**PROBLEM DESCRIPTION:** Where a line of the entries below includes the string "MutexGuard", count it. Give only the resulting number.

START MATERIAL SUPPLIED

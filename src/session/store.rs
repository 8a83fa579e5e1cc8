use std::sync::{Arc, Mutex, MutexGuard, RwLock, Weak};
use std::time::Duration;

use time::OffsetDateTime;
use tokio::sync::watch;

use super::refresh::{RefreshTimer, Refresher, RefresherDyn};
use super::state::{AuthSuccess, SessionEpoch, SessionState};
use crate::error::Error;
use crate::storage::{AuthStorage, StoredAuth};
use crate::token;
use crate::types::User;

/// Single source of truth for the authenticated session.
///
/// Cheap to clone: every clone is a handle onto the same session. Construct one at
/// startup and pass it to every component that needs it.
#[derive(Clone)]
pub struct SessionStore {
    inner: Arc<Inner>,
}

struct Inner {
    storage: AuthStorage,
    refresh_lead: Duration,
    state: watch::Sender<SessionState>,
    // Also serializes every mutation of `state` + `storage`.
    timer: Mutex<RefreshTimer>,
    refresher: RwLock<Option<Weak<dyn RefresherDyn>>>,
}

impl SessionStore {
    #[must_use]
    pub fn new(storage: AuthStorage, refresh_lead: Duration) -> Self {
        let (state, _) = watch::channel(SessionState::default());
        Self {
            inner: Arc::new(Inner {
                storage,
                refresh_lead,
                state,
                timer: Mutex::new(RefreshTimer::default()),
                refresher: RwLock::new(None),
            }),
        }
    }

    /// Register the component the refresh timer calls.
    ///
    /// Only a weak reference is kept, so the refresher may itself own a store handle.
    pub fn bind_refresher<R: Refresher>(&self, refresher: &Arc<R>) {
        let weak = Arc::downgrade(refresher);
        let weak: Weak<dyn RefresherDyn> = weak;
        *self
            .inner
            .refresher
            .write()
            .unwrap_or_else(std::sync::PoisonError::into_inner) = Some(weak);
    }

    /// Adopt a persisted, unexpired session. Anything else found in storage is purged.
    ///
    /// Returns whether a session was adopted.
    pub fn hydrate(&self) -> bool {
        self.hydrate_at(OffsetDateTime::now_utc())
    }

    pub(crate) fn hydrate_at(&self, now: OffsetDateTime) -> bool {
        let mut timer = self.lock_timer();

        let Some(stored) = self.inner.storage.load() else {
            self.inner.storage.purge();
            tracing::debug!("No persisted session");
            return false;
        };

        let payload = match token::decode_payload(&stored.token) {
            Ok(payload) if payload.is_live_at(now) => payload,
            Ok(_) | Err(_) => {
                self.inner.storage.purge();
                tracing::debug!("Persisted session expired or malformed, purged");
                return false;
            }
        };

        self.inner.state.send_modify(|s| {
            s.user = Some(stored.user);
            s.token = Some(stored.token);
            s.last_error = None;
        });

        let remaining = payload.expires_at - now.unix_timestamp();
        let remaining = Duration::from_secs(u64::try_from(remaining).unwrap_or(0));
        timer.cancel();
        self.schedule_refresh(&mut timer, remaining);

        tracing::debug!("Session restored from storage");
        true
    }

    /// Epoch of the live session.
    #[must_use]
    pub fn epoch(&self) -> SessionEpoch {
        self.inner.state.borrow().epoch
    }

    /// Mark an auth operation as started and return the epoch it runs under.
    pub fn begin(&self) -> SessionEpoch {
        let mut epoch = SessionEpoch::default();
        self.inner.state.send_modify(|s| {
            s.is_loading = true;
            s.last_error = None;
            epoch = s.epoch;
        });
        epoch
    }

    /// Record a failed auth operation. The session itself is left untouched.
    pub fn fail(&self, error: &Error) {
        let message = error.user_message();
        self.inner.state.send_modify(|s| {
            s.is_loading = false;
            s.last_error = Some(message);
        });
    }

    /// Install a freshly authenticated session.
    ///
    /// Storage is written before the new state is published, so any subscriber that
    /// observes `is_authenticated()` can also read the token back from storage.
    ///
    /// # Errors
    ///
    /// Returns [`Error::Superseded`] if the session was cleared after `epoch` was
    /// taken; the stale result is discarded.
    pub fn apply_success(
        &self,
        epoch: SessionEpoch,
        success: AuthSuccess,
        remember: bool,
    ) -> Result<(), Error> {
        let mut timer = self.lock_timer();

        let current = self.epoch();
        if current != epoch {
            self.inner.state.send_modify(|s| s.is_loading = false);
            tracing::debug!(%epoch, %current, "Discarding auth result for a cleared session");
            return Err(Error::Superseded);
        }

        let AuthSuccess {
            user,
            token,
            refresh_token,
            expires_in,
        } = success;

        self.inner.storage.persist(&StoredAuth {
            token: token.clone(),
            user: user.clone(),
            refresh_token,
            remember,
        });

        self.inner.state.send_modify(|s| {
            s.user = Some(user);
            s.token = Some(token);
            s.is_loading = false;
            s.last_error = None;
        });

        timer.cancel();
        if let Some(expires_in) = expires_in {
            self.schedule_refresh(&mut timer, expires_in);
        }

        tracing::debug!(%epoch, remember, "Session applied");
        Ok(())
    }

    /// Drop the session: state, both storage scopes and any pending refresh.
    pub fn clear(&self) {
        let mut timer = self.lock_timer();
        self.clear_locked(&mut timer);
    }

    /// Clear the session only if it is still the one started at `epoch`.
    ///
    /// Returns `true` if this call performed the clear.
    pub fn invalidate(&self, epoch: SessionEpoch) -> bool {
        let mut timer = self.lock_timer();
        if self.epoch() != epoch {
            return false;
        }
        self.clear_locked(&mut timer);
        true
    }

    #[must_use]
    pub fn current_user(&self) -> Option<User> {
        self.inner.state.borrow().user.clone()
    }

    #[must_use]
    pub fn current_token(&self) -> Option<String> {
        self.inner.state.borrow().token.clone()
    }

    #[must_use]
    pub fn is_authenticated(&self) -> bool {
        self.inner.state.borrow().is_authenticated()
    }

    #[must_use]
    pub fn is_loading(&self) -> bool {
        self.inner.state.borrow().is_loading
    }

    #[must_use]
    pub fn last_error(&self) -> Option<String> {
        self.inner.state.borrow().last_error.clone()
    }

    #[must_use]
    pub fn snapshot(&self) -> SessionState {
        self.inner.state.borrow().clone()
    }

    /// Receive the current state and every later transition.
    #[must_use]
    pub fn subscribe(&self) -> watch::Receiver<SessionState> {
        self.inner.state.subscribe()
    }

    /// Persisted refresh credential, if any.
    #[must_use]
    pub fn refresh_token(&self) -> Option<String> {
        self.inner.storage.refresh_token()
    }

    /// Persisted token, read straight from storage.
    #[must_use]
    pub fn stored_token(&self) -> Option<String> {
        self.inner.storage.token()
    }

    /// Whether the live session was persisted to the durable scope.
    #[must_use]
    pub fn remembered(&self) -> bool {
        self.inner.storage.remembered()
    }

    #[must_use]
    pub fn has_pending_refresh(&self) -> bool {
        self.lock_timer().is_armed()
    }

    fn clear_locked(&self, timer: &mut RefreshTimer) {
        timer.cancel();
        self.inner.storage.purge();
        self.inner.state.send_modify(|s| {
            s.user = None;
            s.token = None;
            s.last_error = None;
            s.is_loading = false;
            s.epoch = s.epoch.next();
        });
        tracing::debug!(epoch = %self.epoch(), "Session cleared");
    }

    fn schedule_refresh(&self, timer: &mut RefreshTimer, expires_in: Duration) {
        let Some(delay) = expires_in
            .checked_sub(self.inner.refresh_lead)
            .filter(|d| !d.is_zero())
        else {
            tracing::debug!("Token lifetime shorter than refresh lead, no refresh scheduled");
            return;
        };

        let Some(refresher) = self.refresher() else {
            tracing::debug!("No refresher bound, no refresh scheduled");
            return;
        };

        let Ok(runtime) = tokio::runtime::Handle::try_current() else {
            tracing::warn!("No async runtime, refresh not scheduled");
            return;
        };

        let generation = timer.generation();
        let store = Arc::downgrade(&self.inner);
        let handle = runtime.spawn(async move {
            tokio::time::sleep(delay).await;

            let Some(inner) = store.upgrade() else { return };
            let store = SessionStore { inner };
            if !store.lock_timer().detach(generation) || !store.is_authenticated() {
                return;
            }
            let Some(refresher) = refresher.upgrade() else { return };

            let epoch = store.epoch();
            tracing::debug!(%epoch, "Refreshing session before expiry");
            match refresher.refresh_dyn().await {
                Ok(()) | Err(Error::Superseded) => {}
                Err(e) => {
                    // A newer session may have replaced the one this timer belonged to.
                    if store.invalidate(epoch) {
                        tracing::warn!(error = %e, "Scheduled refresh failed, session cleared");
                    }
                }
            }
        });
        timer.arm(generation, handle);
    }

    fn refresher(&self) -> Option<Weak<dyn RefresherDyn>> {
        self.inner
            .refresher
            .read()
            .unwrap_or_else(std::sync::PoisonError::into_inner)
            .clone()
    }

    fn lock_timer(&self) -> MutexGuard<'_, RefreshTimer> {
        self.inner
            .timer
            .lock()
            .unwrap_or_else(std::sync::PoisonError::into_inner)
    }
}

impl std::fmt::Debug for SessionStore {
    fn fmt(&self, f: &mut std::fmt::Formatter<'_>) -> std::fmt::Result {
        let state = self.inner.state.borrow();
        f.debug_struct("SessionStore")
            .field("authenticated", &state.is_authenticated())
            .field("epoch", &state.epoch)
            .finish_non_exhaustive()
    }
}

END MATERIAL SUPPLIED

**TASK ANSWER:** 2